Handing off control over other people's property to the morally and aesthetically "superior" doesn't do much for individual freedom or innovation. It's tres "progressive", though. Hillary and Obama would approve. So would the Vietnamese Communists, with their fabled People's Committees which organized" villages to their highest use.
I lived in Pasadena when a group of credentialed idiots decided that 1762 was the best year ever for the Arroyo, and every house in a certain area needed supervision of a committee of the same idiots to dictate building plans, planting and/or removal of vegetation and external color schemes to move toward the optimum replica of 1762. Of course, there were no houses in the Arroyo then so the credentialed were somewhat challenged when questioned about what external color schemes might meet with approval. The proposal was finally withdrawn.
Monrovia needs to allow time to pass, and adapt to, not deny market trends, which is another term for "how do people really want to live". The City and School District are going to need a larger property tax base to support their functionally bankrupt states. There will be long-deferred infrastructure projects to pay for that state monies, when reality explodes in Sacto, will not be coming. The schools already depend significantly on other people's money. Monrovia itself can't pay the bills. What happens if/when reality explodes elsewhere?

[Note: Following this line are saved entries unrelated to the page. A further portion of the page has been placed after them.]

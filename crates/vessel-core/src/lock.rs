use crate::{fs_err, CoreError};
use fs2::FileExt;
use std::fs::{File, OpenOptions};
use std::io::Write;
use std::path::Path;

/// Marker whose presence means a bundle belongs to a live container.
pub const BUNDLE_MARKER: &str = ".vessel-oci.lock";

/// Exclusive advisory lock on a container's state directory, released on drop.
pub struct StateLock {
    lock_file: File,
}

impl StateLock {
    fn open(lock_path: &Path) -> Result<File, CoreError> {
        if let Some(parent) = lock_path.parent() {
            std::fs::create_dir_all(parent).map_err(fs_err("create", parent))?;
        }
        OpenOptions::new()
            .create(true)
            .write(true)
            .truncate(false)
            .open(lock_path)
            .map_err(fs_err("open", lock_path))
    }

    /// Block until the lock is available.
    pub fn acquire(lock_path: &Path) -> Result<Self, CoreError> {
        let file = Self::open(lock_path)?;
        file.lock_exclusive().map_err(fs_err("lock", lock_path))?;
        Ok(Self { lock_file: file })
    }

    /// Fail with [`CoreError::Locked`] if another holder exists.
    pub fn try_acquire(lock_path: &Path) -> Result<Self, CoreError> {
        let file = Self::open(lock_path)?;
        match file.try_lock_exclusive() {
            Ok(()) => Ok(Self { lock_file: file }),
            Err(_) => Err(CoreError::Locked(lock_path.to_path_buf())),
        }
    }
}

impl Drop for StateLock {
    fn drop(&mut self) {
        let _ = self.lock_file.unlock();
    }
}

/// Claim `bundle` by atomically creating its marker file.
pub fn lock_bundle(bundle: &Path) -> Result<(), CoreError> {
    let marker = bundle.join(BUNDLE_MARKER);
    let mut file = match OpenOptions::new().write(true).create_new(true).open(&marker) {
        Ok(file) => file,
        Err(e) if e.kind() == std::io::ErrorKind::AlreadyExists => {
            return Err(CoreError::Locked(bundle.to_path_buf()));
        }
        Err(e) => return Err(fs_err("create", marker)(e)),
    };
    writeln!(file, "{}", std::process::id()).map_err(fs_err("write", &marker))?;
    Ok(())
}

/// Drop the claim on `bundle`. A missing marker is not an error.
pub fn release_bundle(bundle: &Path) -> Result<(), CoreError> {
    let marker = bundle.join(BUNDLE_MARKER);
    match std::fs::remove_file(&marker) {
        Ok(()) => Ok(()),
        Err(e) if e.kind() == std::io::ErrorKind::NotFound => {
            tracing::debug!("bundle marker {} already gone", marker.display());
            Ok(())
        }
        Err(e) => Err(fs_err("remove", marker)(e)),
    }
}
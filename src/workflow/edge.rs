//! Branch edges between actions.
//!
//! An edge points from a parent action to one child in its `on_success` or
//! `on_failure` list. The `order` field keeps the declared position so that
//! children are visited in document order regardless of how the graph
//! stores its adjacency lists.

use serde::{Deserialize, Serialize};

/// Which outcome of the parent action leads to the child.
#[derive(Serialize, Deserialize, Debug, Clone, Copy, PartialEq, Eq, Hash, strum::AsRefStr, strum::EnumString, strum::Display)]
#[serde(rename_all = "snake_case")]
#[strum(serialize_all = "snake_case")]
pub enum Branch {
    OnSuccess,
    OnFailure,
}

/// Runtime edge stored in the workflow graph.
#[derive(Serialize, Deserialize, Debug, Clone, Copy, PartialEq, Eq)]
pub struct Edge {
    /// Branch list of the parent this edge belongs to.
    pub branch: Branch,
    /// Position of the child inside that list.
    pub order: usize,
}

That means older buildings and homes, things that may make a small noisy group feel good about "preserving our neighborhoods" may not keep up with reality and Monrovia could be bypassed as people look for places to live, and find nothing attractive here. Not to mention an attitude of "you better want to live like someone's grandfather did, or don't come here".
Millennials are finally moving out of their parent's houses, getting married and moving out of collective hives so wonderful to the credentialed urban planners. People like having their own dirt, and making it their own. Static communities, in place for busybodies to exert themselves, will not survive.
Don't forget that as houses sell, they are reappraised to market under Prop 13. If a city wants more property tax revenue, it should encourage land-use rules (to include the role of busybodies) so that there is turnover.
Change is hard and bumpy. Life is not for the faint, and busybodies should be minimized, not enabled.